Personal information
- Full name: Luiz Eduardo Felix da Costa
- Date of birth: 28 April 1993 (age 31)
- Place of birth: Guaíra, Brazil
- Height: 1.86 m (6 ft 1 in)
- Position(s): Centre back

Team information
- Current team: Ska Brasil

Youth career
- 2010–2012: São Paulo

Senior career*
- Years: Team / Apps / (Gls)
- 2011–2016: São Paulo / 17 / (0)
- 2013: → Náutico (loan) / 6 / (0)
- 2014: → Comercial (loan) / 7 / (0)
- 2014: → Boa Esporte (loan) / 4 / (0)
- 2015: → Rio Claro (loan) / 4 / (1)
- 2015: → Juventude (loan) / 0 / (0)
- 2016–2018: Gil Vicente / 63 / (0)
- 2018–2019: Portuguesa / 17 / (0)
- 2019: → Luverdense (loan) / 6 / (1)
- 2020: Luverdense / 0 / (0)
- 2020: Votuporanguense / 3 / (0)
- 2021: Água Santa / 9 / (0)
- 2021–2023: Comercial / 26 / (1)
- 2022: → Uberaba SC (loan)
- 2023: Paraná
- 2023–2024: Tupy de Jussara
- 2024–: Ska Brasil

= Luiz Eduardo (footballer, born 1993) =

Brazilian footballer

Luiz Eduardo Felix da Costa, known as Luiz Eduardo (born 28 April 1993) is a Brazilian footballer who plays for Ska Brasil as a central defender.

==Career==
===São Paulo===

Luiz Eduardo made his professional debut in the Campeonato Paulista for São Paulo on 30 January 2011 in a game against Santos.

===Náutico===

Luiz Eduardo made his league debut against Flamengo on 6 June 2013.

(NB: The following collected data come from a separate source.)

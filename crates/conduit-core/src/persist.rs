//! Hand-off of holder state to a persistence layer.
//!
//! The engine does not own an on-disk format. On `stop` it passes every known
//! endpoint's holders to a [`HolderPersistence`]; [`BitcodeStore`] is an
//! in-memory implementation that keeps bitcode-encoded snapshots.

use crate::holder::Holders;
use crate::position::Position;
use std::collections::BTreeMap;
use std::sync::{Arc, Mutex, PoisonError};

#[derive(Debug, thiserror::Error)]
pub enum PersistError {
    #[error("bitcode encoding failed: {0}")]
    Encode(String),
    #[error("bitcode decoding failed: {0}")]
    Decode(String),
    #[error("no holders stored for {0}")]
    Missing(Position),
}

pub trait HolderPersistence: Send {
    fn save(&mut self, pos: Position, holders: &Holders) -> Result<(), PersistError>;
}

/// Lets the host keep a handle on a store it gave to the manager.
impl<P: HolderPersistence> HolderPersistence for Arc<Mutex<P>> {
    fn save(&mut self, pos: Position, holders: &Holders) -> Result<(), PersistError> {
        self.lock().unwrap_or_else(PoisonError::into_inner).save(pos, holders)
    }
}

#[derive(Debug, Default, Clone)]
pub struct BitcodeStore {
    entries: BTreeMap<Position, Vec<u8>>,
}

impl BitcodeStore {
    pub fn new() -> Self {
        Self::default()
    }

    pub fn load(&self, pos: Position) -> Result<Holders, PersistError> {
        let bytes = self.entries.get(&pos).ok_or(PersistError::Missing(pos))?;
        bitcode::deserialize(bytes).map_err(|e| PersistError::Decode(e.to_string()))
    }

    pub fn positions(&self) -> impl Iterator<Item = Position> + '_ {
        self.entries.keys().copied()
    }

    pub fn len(&self) -> usize {
        self.entries.len()
    }

    pub fn is_empty(&self) -> bool {
        self.entries.is_empty()
    }
}

impl HolderPersistence for BitcodeStore {
    fn save(&mut self, pos: Position, holders: &Holders) -> Result<(), PersistError> {
        let bytes = bitcode::serialize(holders).map_err(|e| PersistError::Encode(e.to_string()))?;
        self.entries.insert(pos, bytes);
        Ok(())
    }
}

#[cfg(test)]
mod tests {
    use super::*;
    use crate::holder::{ConnectionType, ItemFilter};
    use crate::id::ContainerId;
    use crate::position::BlockFace;
    use crate::test_utils::{energy_holders, fluid_holder, iron, item_holder, pos, water};

    #[test]
    fn holders_survive_a_store_round_trip() {
        let mut holders = energy_holders(500, 123, ConnectionType::Extract);
        let mut items = item_holder(2, 64, ConnectionType::Both);
        let _ = items.merged_insert(iron(), 70);
        items.insert_filters.insert(BlockFace::Up, ItemFilter::whitelist([iron()]));
        holders.item = Some(items);
        let mut fluid = fluid_holder(1000, ConnectionType::Insert);
        if let Ok(tank) = fluid.container_mut(ContainerId(0)) {
            tank.insert(water(), 300);
        }
        holders.fluid = Some(fluid);

        let mut store = BitcodeStore::new();
        store.save(pos(1, 2, 3), &holders).unwrap();
        assert_eq!(store.load(pos(1, 2, 3)).unwrap(), holders);
    }

    #[test]
    fn dangling_side_reference_fails_to_load() {
        let mut items = item_holder(2, 64, ConnectionType::Both);
        items.set_side_unchecked(BlockFace::Down, ContainerId(5));
        let holders = Holders {
            item: Some(items),
            ..Holders::default()
        };

        let mut store = BitcodeStore::new();
        store.save(pos(0, 0, 0), &holders).unwrap();
        assert!(matches!(store.load(pos(0, 0, 0)), Err(PersistError::Decode(_))));
    }

    #[test]
    fn energy_over_capacity_fails_to_load() {
        let mut holders = energy_holders(100, 100, ConnectionType::Both);
        let mut store = BitcodeStore::new();
        store.save(pos(0, 0, 0), &holders).unwrap();
        assert!(store.load(pos(0, 0, 0)).is_ok());

        if let Some(energy) = holders.energy.as_mut() {
            energy.set_energy_unchecked(101);
        }
        store.save(pos(0, 0, 0), &holders).unwrap();
        assert!(matches!(store.load(pos(0, 0, 0)), Err(PersistError::Decode(_))));
    }

    #[test]
    fn missing_position() {
        let store = BitcodeStore::new();
        assert!(matches!(store.load(pos(0, 0, 0)), Err(PersistError::Missing(_))));
    }

    #[test]
    fn corrupt_bytes_fail_to_decode() {
        let mut store = BitcodeStore::new();
        store.entries.insert(pos(0, 0, 0), vec![0xFF; 3]);
        assert!(matches!(store.load(pos(0, 0, 0)), Err(PersistError::Decode(_))));
    }
}
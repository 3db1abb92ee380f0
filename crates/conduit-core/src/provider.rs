//! The world-data boundary: what node, if any, lives at a position.

use crate::node::NetworkNode;
use crate::position::{ChunkPos, Position};

/// Answers node-presence queries for the engine. The engine only ever reads
/// through this trait; it never changes world state.
pub trait NodeProvider: Send + Sync {
    /// The node at `pos`, if the world has one there and it is loaded.
    fn get_node(&self, pos: Position) -> Option<NetworkNode>;

    /// Every node in a loaded chunk.
    fn get_nodes(&self, chunk: ChunkPos) -> Vec<NetworkNode>;

    /// `true` when the world cannot say whether `pos` holds a node, usually
    /// because its chunk is not loaded. Unknown is neither present nor absent.
    fn is_unknown(&self, _pos: Position) -> bool {
        false
    }
}
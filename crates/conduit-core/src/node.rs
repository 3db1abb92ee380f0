//! Graph vertices: endpoints that own holders, and bridges that only relay
//! connectivity.
//!
//! Nodes are shared (`Arc`) between the world, the proto-network layer and
//! any frozen clusters. A node's validity flag is cleared when it is removed
//! or its chunk unloads, which stalls every cluster that still references it.

use crate::holder::{ConnectionType, Holders};
use crate::id::ResourceType;
use crate::position::{BlockFace, FaceSet, Position};
use std::collections::BTreeMap;
use std::sync::atomic::{AtomicBool, Ordering};
use std::sync::{Arc, Mutex, MutexGuard, PoisonError};

// ---------------------------------------------------------------------------
// EndPoint
// ---------------------------------------------------------------------------

/// A node that owns holders.
#[derive(Debug)]
pub struct EndPoint {
    pos: Position,
    holders: Mutex<Holders>,
    valid: AtomicBool,
}

impl EndPoint {
    pub fn new(pos: Position, holders: Holders) -> Arc<Self> {
        Arc::new(Self {
            pos,
            holders: Mutex::new(holders),
            valid: AtomicBool::new(true),
        })
    }

    pub fn pos(&self) -> Position {
        self.pos
    }

    /// Lock the holders. A poisoned lock is recovered: a panicking network
    /// phase is contained at group level and must not wedge the endpoint.
    pub fn lock(&self) -> MutexGuard<'_, Holders> {
        self.holders.lock().unwrap_or_else(PoisonError::into_inner)
    }

    pub fn resource_types(&self) -> Vec<ResourceType> {
        self.lock().resource_types()
    }

    pub fn connection(&self, resource_type: ResourceType, face: BlockFace) -> ConnectionType {
        self.lock().connection(resource_type, face)
    }

    /// Faces connected for `resource_type`.
    pub fn connected_faces(&self, resource_type: ResourceType) -> FaceSet {
        let holders = self.lock();
        FaceSet::of(
            BlockFace::ALL
                .into_iter()
                .filter(|face| holders.connection(resource_type, *face).is_connected()),
        )
    }

    pub fn is_valid(&self) -> bool {
        self.valid.load(Ordering::Acquire)
    }

    pub fn set_valid(&self, valid: bool) {
        self.valid.store(valid, Ordering::Release);
    }
}

// ---------------------------------------------------------------------------
// Bridge
// ---------------------------------------------------------------------------

/// A passthrough node. Connects on a fixed set of faces per resource type.
#[derive(Debug)]
pub struct Bridge {
    pos: Position,
    faces: BTreeMap<ResourceType, FaceSet>,
    valid: AtomicBool,
}

impl Bridge {
    pub fn new(pos: Position, faces: BTreeMap<ResourceType, FaceSet>) -> Arc<Self> {
        Arc::new(Self {
            pos,
            faces,
            valid: AtomicBool::new(true),
        })
    }

    /// A cable of one resource type connecting on every face.
    pub fn cable(pos: Position, resource_type: ResourceType) -> Arc<Self> {
        Self::new(pos, BTreeMap::from([(resource_type, FaceSet::ALL)]))
    }

    pub fn pos(&self) -> Position {
        self.pos
    }

    pub fn resource_types(&self) -> Vec<ResourceType> {
        self.faces
            .iter()
            .filter(|(_, faces)| !faces.is_empty())
            .map(|(ty, _)| *ty)
            .collect()
    }

    pub fn faces(&self, resource_type: ResourceType) -> FaceSet {
        self.faces.get(&resource_type).copied().unwrap_or_default()
    }

    pub fn is_valid(&self) -> bool {
        self.valid.load(Ordering::Acquire)
    }

    pub fn set_valid(&self, valid: bool) {
        self.valid.store(valid, Ordering::Release);
    }
}

// ---------------------------------------------------------------------------
// NetworkNode
// ---------------------------------------------------------------------------

#[derive(Debug, Clone)]
pub enum NetworkNode {
    EndPoint(Arc<EndPoint>),
    Bridge(Arc<Bridge>),
}

impl NetworkNode {
    pub fn pos(&self) -> Position {
        match self {
            NetworkNode::EndPoint(ep) => ep.pos(),
            NetworkNode::Bridge(b) => b.pos(),
        }
    }

    pub fn resource_types(&self) -> Vec<ResourceType> {
        match self {
            NetworkNode::EndPoint(ep) => ep.resource_types(),
            NetworkNode::Bridge(b) => b.resource_types(),
        }
    }

    pub fn is_valid(&self) -> bool {
        match self {
            NetworkNode::EndPoint(ep) => ep.is_valid(),
            NetworkNode::Bridge(b) => b.is_valid(),
        }
    }

    pub fn set_valid(&self, valid: bool) {
        match self {
            NetworkNode::EndPoint(ep) => ep.set_valid(valid),
            NetworkNode::Bridge(b) => b.set_valid(valid),
        }
    }

    /// Whether this node accepts a `resource_type` connection through `face`.
    pub fn connects(&self, resource_type: ResourceType, face: BlockFace) -> bool {
        match self {
            NetworkNode::EndPoint(ep) => ep.connection(resource_type, face).is_connected(),
            NetworkNode::Bridge(b) => b.faces(resource_type).contains(face),
        }
    }

    pub fn as_end_point(&self) -> Option<&Arc<EndPoint>> {
        match self {
            NetworkNode::EndPoint(ep) => Some(ep),
            NetworkNode::Bridge(_) => None,
        }
    }

    /// Same underlying node object.
    pub fn ptr_eq(&self, other: &NetworkNode) -> bool {
        match (self, other) {
            (NetworkNode::EndPoint(a), NetworkNode::EndPoint(b)) => Arc::ptr_eq(a, b),
            (NetworkNode::Bridge(a), NetworkNode::Bridge(b)) => Arc::ptr_eq(a, b),
            _ => false,
        }
    }
}

impl From<Arc<EndPoint>> for NetworkNode {
    fn from(ep: Arc<EndPoint>) -> Self {
        NetworkNode::EndPoint(ep)
    }
}

impl From<Arc<Bridge>> for NetworkNode {
    fn from(bridge: Arc<Bridge>) -> Self {
        NetworkNode::Bridge(bridge)
    }
}
//! Engine configuration, loadable from TOML, JSON or RON.
//!
//! Every field has a default, so a config file only needs the values it
//! changes.

use serde::{Deserialize, Serialize};
use std::path::{Path, PathBuf};

// ===========================================================================
// Errors
// ===========================================================================

#[derive(Debug, thiserror::Error)]
pub enum ConfigError {
    /// The file has an extension we don't support.
    #[error("unsupported config format: {file}")]
    UnsupportedFormat { file: PathBuf },

    #[error("parse error in {file}: {detail}")]
    Parse { file: PathBuf, detail: String },

    #[error(transparent)]
    Io(#[from] std::io::Error),
}

// ===========================================================================
// Sections
// ===========================================================================

#[derive(Debug, Clone, PartialEq, Eq, Serialize, Deserialize)]
#[serde(default)]
pub struct EnergyConfig {
    pub tick_delay: u64,
}

impl Default for EnergyConfig {
    fn default() -> Self {
        Self { tick_delay: 1 }
    }
}

#[derive(Debug, Clone, PartialEq, Eq, Serialize, Deserialize)]
#[serde(default)]
pub struct ItemConfig {
    pub tick_delay: u64,
    /// Items moved per channel each time the item algorithm runs.
    pub transfer_amount: u32,
}

impl Default for ItemConfig {
    fn default() -> Self {
        Self {
            tick_delay: 20,
            transfer_amount: 16,
        }
    }
}

#[derive(Debug, Clone, PartialEq, Eq, Serialize, Deserialize)]
#[serde(default)]
pub struct FluidConfig {
    pub tick_delay: u64,
    /// Volume moved per channel each time the fluid algorithm runs.
    pub transfer_rate: u64,
}

impl Default for FluidConfig {
    fn default() -> Self {
        Self {
            tick_delay: 1,
            transfer_rate: 1000,
        }
    }
}

// ===========================================================================
// EngineConfig
// ===========================================================================

#[derive(Debug, Clone, PartialEq, Eq, Serialize, Deserialize)]
#[serde(default)]
pub struct EngineConfig {
    pub energy: EnergyConfig,
    pub item: ItemConfig,
    pub fluid: FluidConfig,
    /// Run the worker phases of independent clusters on a thread pool.
    pub parallel: bool,
    /// Pool size; 0 lets rayon decide.
    pub worker_threads: usize,
    /// Seed for cluster tick offsets.
    pub seed: u64,
}

impl Default for EngineConfig {
    fn default() -> Self {
        Self {
            energy: EnergyConfig::default(),
            item: ItemConfig::default(),
            fluid: FluidConfig::default(),
            parallel: true,
            worker_threads: 0,
            seed: 0,
        }
    }
}

impl EngineConfig {
    /// Load from a `.toml`, `.json` or `.ron` file.
    pub fn load(path: &Path) -> Result<Self, ConfigError> {
        let content = std::fs::read_to_string(path)?;
        let parse_err = |detail: String| ConfigError::Parse {
            file: path.to_path_buf(),
            detail,
        };
        let config: Self = match path.extension().and_then(|e| e.to_str()) {
            Some("toml") => toml::from_str(&content).map_err(|e| parse_err(e.to_string()))?,
            Some("json") => serde_json::from_str(&content).map_err(|e| parse_err(e.to_string()))?,
            Some("ron") => ron::from_str(&content).map_err(|e| parse_err(e.to_string()))?,
            _ => {
                return Err(ConfigError::UnsupportedFormat {
                    file: path.to_path_buf(),
                });
            }
        };
        Ok(config.normalized())
    }

    pub fn from_toml_str(content: &str) -> Result<Self, ConfigError> {
        let config: Self = toml::from_str(content).map_err(|e| ConfigError::Parse {
            file: PathBuf::from("<inline>"),
            detail: e.to_string(),
        })?;
        Ok(config.normalized())
    }

    /// Clamp tick delays of 0 up to 1.
    pub fn normalized(mut self) -> Self {
        self.energy.tick_delay = self.energy.tick_delay.max(1);
        self.item.tick_delay = self.item.tick_delay.max(1);
        self.fluid.tick_delay = self.fluid.tick_delay.max(1);
        self
    }
}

===First spell at Comercial===

Luiz Eduardo made his league debut against Paulista on 20 February 2014.

===Boa Esporte===

Luiz Eduardo made his league debut against Ponte Preta on 31 May 2014.

===Rio Claro===

Luiz Eduardo made his league debut against Marília on 4 February 2015. He scored his first goal for the club against Linense on 7 February 2015, scoring in the 82nd minute.

===Gil Vicente===

Luiz Eduardo made his league debut against Varzim on 6 August 2016.

===Portuguesa===

Luiz Eduardo made his league debut against Nacional AC SP on 20 January 2019.

===Loan to Luverdense===

Luiz Eduardo made his league debut against São José RS on 4 May 2019. He scored his first goal for the club against Atlético Acreano on 23 June 2019, scoring in the 33rd minute.

===Votuporanguense===

Luiz Eduardo made his league debut against XV de Piracicaba on 19 August 2020.

===Água Santa===

Luiz Eduardo made his league debut against Velo Clube on 27 February 2021.

===Second spell at Comercial===

Luiz Eduardo made his league debut against Sertãozinho on 29 January 2022. He scored his first goal for the club against São José EC on 9 April 2022, scoring in the 69th minute.